We must be clear: Latin American photography and avant‐gardes articulated their own discourses of racialized and gendered otherness. Those prejudices, seen so clearly in Carpentier's avant‐garde novel, do not differentiate them from Barthes and other European theorists of the medium. What is more, both sides of the colonial divide equally positioned themselves as oppositional, as critical, even of modernity itself. However, mainstream modernism and modernity criticized the erasure of difference through the global modernist project, whereas errant modernism offers a comprehension of photographic practices that intervened in global modernity by revealing its construction of difference. They both reflected on the violence of modernity, but the European critique concluded that it ultimately erased difference whereas Latin American theorists revealed that it exacerbated inequality. Huyssen saw the Great Divide that European avant‐gardists established between popular and elite culture, whereas Latin American artists follow over and again an errant movement between the two. Whereas Barthes closed himself off, closed his eyes to the madness of the visual world offered by photography, Benjamin remained open, searching, uncertain; perhaps in search of the errancy he suspected the medium could offer. Errant modernism from Latin America therefore continues its travels, and can help to redefine the history and theory of photography.
Notes
1 1 The words modernism and modernist avant‐garde refer to artistic and literary movements associated with (much debated) aesthetic experimentation, whereas modernity describes a historical condition with (much debated) characteristics including urbanization, secularization, “progress,” and mechanization of labor. Modernism, modernity, and avant‐garde do not translate easily between English, Spanish, and Portuguese. In Spanish America, the word used to designate experimental artistic and literary movements is vanguardia (avant‐garde), whereas the parallel and contemporaneous movement in Brazil is called modernismo (modernism). Spanish modernismo refers to late‐nineteenth‐century poetry movements – the very generation against which the vanguardia proclaimed its rebellion – that are known for an “art for art's sake” aesthetic philosophy.

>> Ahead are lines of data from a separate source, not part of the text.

//! Recurring shift expansion.
//!
//! This module turns a [`ShiftTemplate`] and a [`RecurrenceRule`] into the
//! bounded, ordered list of [`ShiftInstance`]s the rule describes.

use chrono::{Datelike, Days, NaiveDate, Weekday};

use crate::error::{EngineError, EngineResult};
use crate::models::{RecurrenceRule, RecurrenceType, ShiftInstance, ShiftTemplate};

use super::month_arithmetic::add_months_clamped;
use super::rule_validation::{ValidatedRule, validate_rule};

/// Expands a shift template into concrete shift instances.
///
/// The first candidate is the template's base date. Expansion stops at
/// whichever comes first: `occurrences` instances, the first date after
/// `end_date`, or [`MAX_OCCURRENCES`](super::MAX_OCCURRENCES) instances.
///
/// - `daily` rules produce a shift every `interval` days.
/// - `weekly` rules produce a shift on each selected weekday of every
///   `interval`-th week. Weeks start on Sunday, and the week containing the
///   base date is the first week.
/// - `monthly` rules produce a shift every `interval` months on the base
///   day-of-month, clamped to the end of shorter months.
///
/// A weekly rule with no selected weekdays produces no instances.
///
/// # Errors
///
/// Returns [`EngineError::InvalidRule`] if the rule fails validation, or if
/// the sequence would step past the last representable date before any
/// terminal condition is reached, or if an overnight occurrence would end
/// past that date. No partial list is ever returned.
///
/// # Examples
///
/// ```
/// use groove_engine::calculation::expand;
/// use groove_engine::models::{RecurrenceRule, ShiftTemplate};
/// use chrono::{NaiveDate, NaiveTime, Weekday};
///
/// let template = ShiftTemplate {
///     id: "tpl_am".to_string(),
///     title: "Morning Floor".to_string(),
///     location_id: "loc_north".to_string(),
///     assignee_id: "staff_001".to_string(),
///     start_time: NaiveTime::from_hms_opt(9, 0, 0).unwrap(),
///     end_time: NaiveTime::from_hms_opt(17, 0, 0).unwrap(),
///     base_date: NaiveDate::from_ymd_opt(2026, 1, 12).unwrap(), // Monday
/// };
/// let rule = RecurrenceRule::weekly(1, vec![1, 3, 5]).with_occurrences(6);
///
/// let instances = expand(&template, &rule).unwrap();
/// let days: Vec<Weekday> = instances.iter().map(|i| i.day_of_week()).collect();
/// assert_eq!(
///     days,
///     vec![Weekday::Mon, Weekday::Wed, Weekday::Fri, Weekday::Mon, Weekday::Wed, Weekday::Fri]
/// );
/// ```
pub fn expand(template: &ShiftTemplate, rule: &RecurrenceRule) -> EngineResult<Vec<ShiftInstance>> {
    let rule = validate_rule(rule)?;

    if rule.limit == 0
        || (rule.recurrence_type == RecurrenceType::Weekly && rule.weekdays.is_empty())
    {
        return Ok(Vec::new());
    }

    let mut instances = Vec::with_capacity(rule.limit as usize);
    let mut cursor = template.base_date;
    let mut steps_taken: u32 = 0;

    loop {
        if rule.is_past_end(cursor) {
            break;
        }

        if rule.is_candidate(cursor) {
            let instance = template
                .instance_on(cursor, instances.len() as u32)
                .ok_or_else(|| {
                    EngineError::invalid_rule(format!(
                        "overnight shift on {} ends past the last supported date",
                        cursor
                    ))
                })?;
            instances.push(instance);
            if instances.len() as u32 >= rule.limit {
                break;
            }
        }

        steps_taken += 1;
        match next_cursor(&rule, template.base_date, cursor, steps_taken) {
            Some(next) => cursor = next,
            // Anything past the representable range is also past any end date.
            None if rule.end_date.is_some() => break,
            None => {
                return Err(EngineError::invalid_rule(format!(
                    "{} recurrence from {} steps past the last supported date",
                    rule.recurrence_type, template.base_date
                )));
            }
        }
    }

    Ok(instances)
}

/// Computes the cursor date after `cursor`.
///
/// `steps_taken` counts advances made so far, including this one; monthly
/// rules use it to step from the base date so the day-of-month survives
/// short months.
fn next_cursor(
    rule: &ValidatedRule,
    base_date: NaiveDate,
    cursor: NaiveDate,
    steps_taken: u32,
) -> Option<NaiveDate> {
    match rule.recurrence_type {
        RecurrenceType::Daily => cursor.checked_add_days(Days::new(u64::from(rule.interval))),
        RecurrenceType::Weekly => {
            let next = cursor.succ_opt()?;
            if next.weekday() == Weekday::Sun && rule.interval > 1 {
                let skipped_weeks = u64::from(rule.interval - 1);
                next.checked_add_days(Days::new(skipped_weeks * 7))
            } else {
                Some(next)
            }
        }
        RecurrenceType::Monthly => {
            let months = steps_taken.checked_mul(rule.interval)?;
            add_months_clamped(base_date, months)
        }
    }
}
//! Request types for the Groove Engine API.
//!
//! This module defines the JSON request structures for the
//! `/shifts/expand` and `/scores/weekly` endpoints.

use chrono::NaiveDate;
use rust_decimal::Decimal;
use serde::{Deserialize, Serialize};

use crate::models::{
    CategoryScores, LocationScoreBreakdown, RecurrenceRule, ScoreWeights, ShiftTemplate,
};

/// Request body for the `/shifts/expand` endpoint.
#[derive(Debug, Clone, Serialize, Deserialize)]
pub struct ExpandShiftsRequest {
    /// The shift the recurrence starts from.
    pub template: ShiftTemplate,
    /// How the shift repeats.
    pub rule: RecurrenceRule,
}

/// Request body for the `/scores/weekly` endpoint.
#[derive(Debug, Clone, Serialize, Deserialize)]
pub struct WeeklyScoreRequest {
    /// The staff member being scored.
    pub staff_id: String,
    /// The first day of the scored week.
    pub week_start: NaiveDate,
    /// Per-location category scores for the week.
    pub breakdowns: Vec<LocationBreakdownRequest>,
    /// Category weights; the configured defaults apply when omitted.
    #[serde(default)]
    pub weights: Option<ScoreWeights>,
}

/// One location's scores as submitted by the scoring screen.
#[derive(Debug, Clone, Serialize, Deserialize)]
pub struct LocationBreakdownRequest {
    /// The location the scores were observed at.
    pub location_id: String,
    /// Days worked at this location during the week.
    pub days_worked: u32,
    /// Attendance percentage.
    pub attendance: Decimal,
    /// Punctuality percentage.
    pub punctuality: Decimal,
    /// Task efficiency percentage.
    pub task_efficiency: Decimal,
    /// Customer review percentage.
    pub customer_reviews: Decimal,
}

impl From<LocationBreakdownRequest> for LocationScoreBreakdown {
    fn from(req: LocationBreakdownRequest) -> Self {
        LocationScoreBreakdown {
            location_id: req.location_id,
            days_worked: req.days_worked,
            scores: CategoryScores {
                attendance: req.attendance,
                punctuality: req.punctuality,
                task_efficiency: req.task_efficiency,
                customer_reviews: req.customer_reviews,
            },
        }
    }
}
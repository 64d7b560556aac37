//! Recurrence rule model.
//!
//! A [`RecurrenceRule`] describes how one shift template repeats. The
//! raw rule mirrors what the scheduling form submits, so the interval and
//! weekday indices are signed and are checked by
//! [`validate_rule`](crate::calculation::validate_rule) before expansion.

use chrono::NaiveDate;
use serde::{Deserialize, Serialize};

/// The unit a recurrence rule steps by.
#[derive(Debug, Clone, Copy, PartialEq, Eq, Hash, Serialize, Deserialize)]
#[serde(rename_all = "snake_case")]
pub enum RecurrenceType {
    /// Every `interval` days.
    Daily,
    /// Selected weekdays of every `interval`-th week.
    Weekly,
    /// The base day-of-month every `interval` months.
    Monthly,
}

impl std::fmt::Display for RecurrenceType {
    fn fmt(&self, f: &mut std::fmt::Formatter<'_>) -> std::fmt::Result {
        match self {
            RecurrenceType::Daily => write!(f, "daily"),
            RecurrenceType::Weekly => write!(f, "weekly"),
            RecurrenceType::Monthly => write!(f, "monthly"),
        }
    }
}

/// How a shift template repeats.
///
/// At most 100 occurrences are ever produced. `end_date` and
/// `occurrences` may be combined, in which case whichever is reached
/// first ends the sequence.
///
/// # Example
///
/// ```
/// use groove_engine::models::{RecurrenceRule, RecurrenceType};
///
/// let json = r#"{"type": "weekly", "interval": 1, "days_of_week": [1, 3, 5], "occurrences": 6}"#;
/// let rule: RecurrenceRule = serde_json::from_str(json).unwrap();
/// assert_eq!(rule.recurrence_type, RecurrenceType::Weekly);
/// assert_eq!(rule.days_of_week, vec![1, 3, 5]);
/// assert!(rule.end_date.is_none());
/// ```
#[derive(Debug, Clone, PartialEq, Eq, Serialize, Deserialize)]
pub struct RecurrenceRule {
    /// Daily, weekly or monthly stepping.
    #[serde(rename = "type")]
    pub recurrence_type: RecurrenceType,
    /// "Every N units"; must be at least 1.
    pub interval: i32,
    /// Weekday indices, 0 = Sunday through 6 = Saturday. Used by weekly rules.
    #[serde(default)]
    pub days_of_week: Vec<i32>,
    /// Last date an occurrence may fall on (inclusive).
    #[serde(default)]
    pub end_date: Option<NaiveDate>,
    /// Maximum number of occurrences to produce.
    #[serde(default)]
    pub occurrences: Option<u32>,
}

impl RecurrenceRule {
    /// A daily rule with no terminal condition.
    pub fn daily(interval: i32) -> Self {
        Self {
            recurrence_type: RecurrenceType::Daily,
            interval,
            days_of_week: vec![],
            end_date: None,
            occurrences: None,
        }
    }

    /// A weekly rule on the given weekday indices with no terminal condition.
    pub fn weekly(interval: i32, days_of_week: Vec<i32>) -> Self {
        Self {
            recurrence_type: RecurrenceType::Weekly,
            interval,
            days_of_week,
            end_date: None,
            occurrences: None,
        }
    }

    /// A monthly rule with no terminal condition.
    pub fn monthly(interval: i32) -> Self {
        Self {
            recurrence_type: RecurrenceType::Monthly,
            interval,
            days_of_week: vec![],
            end_date: None,
            occurrences: None,
        }
    }

    /// Limits the rule to `count` occurrences.
    pub fn with_occurrences(mut self, count: u32) -> Self {
        self.occurrences = Some(count);
        self
    }

    /// Ends the rule on `date` (inclusive).
    pub fn with_end_date(mut self, date: NaiveDate) -> Self {
        self.end_date = Some(date);
        self
    }
}

#[cfg(test)]
mod tests {
    use super::*;

    #[test]
    fn test_recurrence_type_serialization() {
        assert_eq!(
            serde_json::to_string(&RecurrenceType::Monthly).unwrap(),
            "\"monthly\""
        );
        let parsed: RecurrenceType = serde_json::from_str("\"daily\"").unwrap();
        assert_eq!(parsed, RecurrenceType::Daily);
    }

    #[test]
    fn test_unknown_recurrence_type_rejected() {
        let result: Result<RecurrenceType, _> = serde_json::from_str("\"yearly\"");
        assert!(result.is_err());
    }

    #[test]
    fn test_rule_defaults_when_fields_omitted() {
        let rule: RecurrenceRule = serde_json::from_str(r#"{"type": "daily", "interval": 2}"#).unwrap();
        assert_eq!(rule, RecurrenceRule::daily(2));
    }

    #[test]
    fn test_builder_sets_terminal_conditions() {
        let end = NaiveDate::from_ymd_opt(2026, 3, 1).unwrap();
        let rule = RecurrenceRule::monthly(1)
            .with_occurrences(4)
            .with_end_date(end);

        assert_eq!(rule.occurrences, Some(4));
        assert_eq!(rule.end_date, Some(end));
    }

    #[test]
    fn test_display() {
        assert_eq!(RecurrenceType::Weekly.to_string(), "weekly");
    }
}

2 2 For more on the modern‐colonial system, see Quijano, A. (1991). Colonialidad, modernidad/racionalidad. Perú Indígena 13 (29): 11–29; Quijano, A. and Wallerstein, I. (1992). Americanity as a concept, or the Americas in the modern world‐system. International Journal of Social Sciences 134: 549–557.
3 3 For a full discussion of errancy, upon which this essay builds to look beyond the original cases of Mexico and Brazil, see my Errant Modernism: The Ethos of Photography in Mexico and Brazil (Gabara 2008).
4 4 Renaissance perspective is the sixteenth‐century technique of representation that creates the illusion of depth in a two‐dimensional frame.